Monday, January 26, 2015

Art Young


I saw my friends Glenn Bray and his wife Lena Zwalve in Los Angeles the week before last. Glenn is a collector of comic art of the highest echelon, I met him many years ago through my late friend Rick Griffin. He has one of the finest eyes I have ever encountered in my many years buying and selling art.


Last year Fantagraphics published a book featuring his remarkable collection, which you can find hereThe Blighted Eye: Original Comic Art from the Glenn Bray Collection.



Glenn sent me a note about a new addition to his collection that I found interesting. He has added a considerable amount of material to his collection of works by the late cartoonist Art Young (1866-1943.) He now has about 650 of Young's cartoons and drawings.


Young was a socialist firebrand artist active in the early part of the twentieth century. He had a rather pithy sense of social commentary and was repeatedly jailed for what some considered seditious tendencies. His line work reminds me much of Daumier.




Young initially studied at the Chicago Institute under Vanderpoel.

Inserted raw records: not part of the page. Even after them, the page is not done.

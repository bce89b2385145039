//! End-to-end migration scenarios.
//!
//! Each test runs a full flow through the driver façade: load data, start,
//! wait, verify, forget, wait for garbage collection.

use tenant_migration_driver::RunOptions;
use tenant_migration_driver::client::RetryMode;
use tenant_migration_driver::cluster::{ClusterHandle, MigrationState};
use tenant_migration_driver::error::ErrorKind;

use crate::common::fixtures::documents;
use crate::{Fault, setup};

/// The canonical flow: tenant `t1`, 20 documents in `t1_db.coll`.
#[tokio::test(start_paused = true)]
async fn test_end_to_end_t1_migration() {
    let (world, mut driver) = setup();
    let docs = documents("t1", 20);
    driver
        .insert_donor_data("t1_db", "coll", &docs)
        .await
        .unwrap();

    let descriptor = driver.descriptor("t1");
    let outcome = driver
        .run_migration(
            &descriptor,
            RunOptions::new().with_retry_on_transient_errors(true),
        )
        .await
        .unwrap();
    assert_eq!(outcome.state, MigrationState::Committed);

    let nodes = driver.donor().all_nodes();
    driver
        .wait_for_nodes_to_reach_state(
            &nodes,
            &descriptor.migration_id,
            "t1",
            MigrationState::Committed,
        )
        .await
        .unwrap();
    driver
        .assert_nodes_in_expected_state(
            &nodes,
            &descriptor.migration_id,
            "t1",
            MigrationState::Committed,
        )
        .await
        .unwrap();

    let report = driver
        .verify_recipient_data(&descriptor, "t1_db", "coll", &docs)
        .await
        .unwrap();
    assert_eq!(report.found, 20);

    driver
        .forget_migration(&descriptor.migration_id, RetryMode::OnTransientErrors)
        .await
        .unwrap();
    driver
        .wait_for_migration_garbage_collection(&nodes, &descriptor.migration_id, "t1")
        .await
        .unwrap();

    driver.stop().await.unwrap();
    let world = world.lock().unwrap();
    assert!(world.is_stopped("donor"));
    assert!(world.is_stopped("recipient"));
}

#[tokio::test(start_paused = true)]
async fn test_run_migration_with_automatic_forget() {
    let (world, mut driver) = setup();
    world.lock().unwrap().set_gc_delay(2);
    let descriptor = driver.descriptor("tenantA");

    let outcome = driver
        .run_migration(
            &descriptor,
            RunOptions::new()
                .with_retry_on_transient_errors(true)
                .with_automatic_forget(true),
        )
        .await
        .unwrap();
    assert!(outcome.is_committed());
    assert!(world.lock().unwrap().is_forgotten(&descriptor.migration_id));

    let nodes = driver.donor().all_nodes();
    driver
        .wait_for_migration_garbage_collection(&nodes, &descriptor.migration_id, "tenantA")
        .await
        .unwrap();
}

#[tokio::test(start_paused = true)]
async fn test_run_migration_survives_repeated_failover() {
    let (world, mut driver) = setup();
    let docs = documents("tenantA", 20);
    driver
        .insert_donor_data("tenantA_orders", "orders", &docs)
        .await
        .unwrap();
    world.lock().unwrap().inject_faults([
        Fault::StepDown { new_primary: 1 },
        Fault::NetworkError,
        Fault::StepDown { new_primary: 2 },
    ]);

    let descriptor = driver.descriptor("tenantA");
    let outcome = driver
        .run_migration(
            &descriptor,
            RunOptions::new()
                .with_retry_on_transient_errors(true)
                .with_automatic_forget(true),
        )
        .await
        .unwrap();

    assert!(outcome.is_committed());
    driver
        .verify_recipient_data(&descriptor, "tenantA_orders", "orders", &docs)
        .await
        .unwrap();

    let world = world.lock().unwrap();
    assert_eq!(world.primary(), 2);
    assert!(world.is_forgotten(&descriptor.migration_id));
    // Every start attempt targeted the same migration id.
    assert!(
        world
            .command_log()
            .iter()
            .all(|c| c.migration_id == descriptor.migration_id)
    );
}

#[tokio::test(start_paused = true)]
async fn test_run_migration_without_retry_surfaces_step_down() {
    let (world, mut driver) = setup();
    world
        .lock()
        .unwrap()
        .inject_faults([Fault::StepDown { new_primary: 1 }]);
    let descriptor = driver.descriptor("tenantA");

    let err = driver
        .run_migration(&descriptor, RunOptions::new())
        .await
        .unwrap_err();

    assert_eq!(err.kind(), ErrorKind::NotPrimary);
    assert_eq!(world.lock().unwrap().migration_state(&descriptor.migration_id), None);
}

#[tokio::test(start_paused = true)]
async fn test_abort_then_restart_tenant_with_new_id() {
    let (world, mut driver) = setup();
    let docs = documents("tenantA", 5);
    driver
        .insert_donor_data("tenantA_orders", "orders", &docs)
        .await
        .unwrap();

    let first = driver.descriptor("tenantA");
    driver
        .start_migration(&first, RetryMode::OnTransientErrors)
        .await
        .unwrap();
    driver
        .abort_migration(&first.migration_id, RetryMode::OnTransientErrors)
        .await
        .unwrap();
    let outcome = driver
        .wait_for_migration_to_complete(&first, RetryMode::OnTransientErrors)
        .await
        .unwrap();
    assert!(outcome.is_aborted());
    assert!(outcome.reply.abort_reason.is_some());

    let nodes = driver.donor().all_nodes();
    driver
        .assert_nodes_in_expected_state(&nodes, &first.migration_id, "tenantA", MigrationState::Aborted)
        .await
        .unwrap();
    // Nothing moved.
    assert!(
        world
            .lock()
            .unwrap()
            .recipient_documents("tenantA_orders", "orders")
            .is_empty()
    );

    driver
        .forget_migration(&first.migration_id, RetryMode::OnTransientErrors)
        .await
        .unwrap();
    driver
        .wait_for_migration_garbage_collection(&nodes, &first.migration_id, "tenantA")
        .await
        .unwrap();

    let second = driver.descriptor("tenantA");
    let outcome = driver
        .run_migration(
            &second,
            RunOptions::new().with_retry_on_transient_errors(true),
        )
        .await
        .unwrap();
    assert!(outcome.is_committed());
    driver
        .verify_recipient_data(&second, "tenantA_orders", "orders", &docs)
        .await
        .unwrap();
}

#[tokio::test(start_paused = true)]
async fn test_metrics_cover_a_full_run() {
    let (_world, mut driver) = setup();
    let descriptor = driver.descriptor("tenantA");
    driver
        .run_migration(
            &descriptor,
            RunOptions::new()
                .with_retry_on_transient_errors(true)
                .with_automatic_forget(true),
        )
        .await
        .unwrap();

    let text = driver.metrics().encode();
    assert!(text.contains("command=\"donorStartMigration\""));
    assert!(text.contains("command=\"donorForgetMigration\""));
    assert!(text.contains("operation=\"wait_for_migration_to_complete\""));
}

He made his way to europe and studied for a time at Academie Julien in Paris.

Young worked for various newspapers and magazines, including Puck.

Eventually he fell under the influence of John Sloan and he moved to Greenwich Village in 1910, working for a leftist screed called The Masses.

Young ran for a seat on the New York  Assembly in 1913 but was unsuccessful.

In July 1913, the magazine published Young's cartoon 'Poisoned at the Source,' which depicted the AP's president, Frank B. Noyes, poisoning a well labeled 'The News' with lies, suppressed facts, slander, and prejudice. The cartoon was a response to the lack of national news coverage on the Paint Creek-Cabin Creek strike of 1912 in Kanawha County, West Virginia. The strike had lasted more than a year, and was characterized by deadly clashes between miners and militia hired by the coal companies. The coal companies were successful in having the Federal government declare martial law under a military tribunal, an egregious act according to the editors of the Masses.
The fact that little had been heard about these occurrences outside of West Virginia troubled those on the magazine's staff. Young's cartoon and Max Eastman's editorial, published in the same issue, claimed the AP had willfully suppressed the facts in order to aid the coal companies. The AP responded in kind with two suits of libel against Eastman and Young on November 1913 and January 1914. Both suits eventually were dropped after Young and Eastman's attorney subpoenaed the records of the AP's Pittsburgh office, possibly out of fear that the testimony and evidence would be damaging after becoming public through the legal proceedings.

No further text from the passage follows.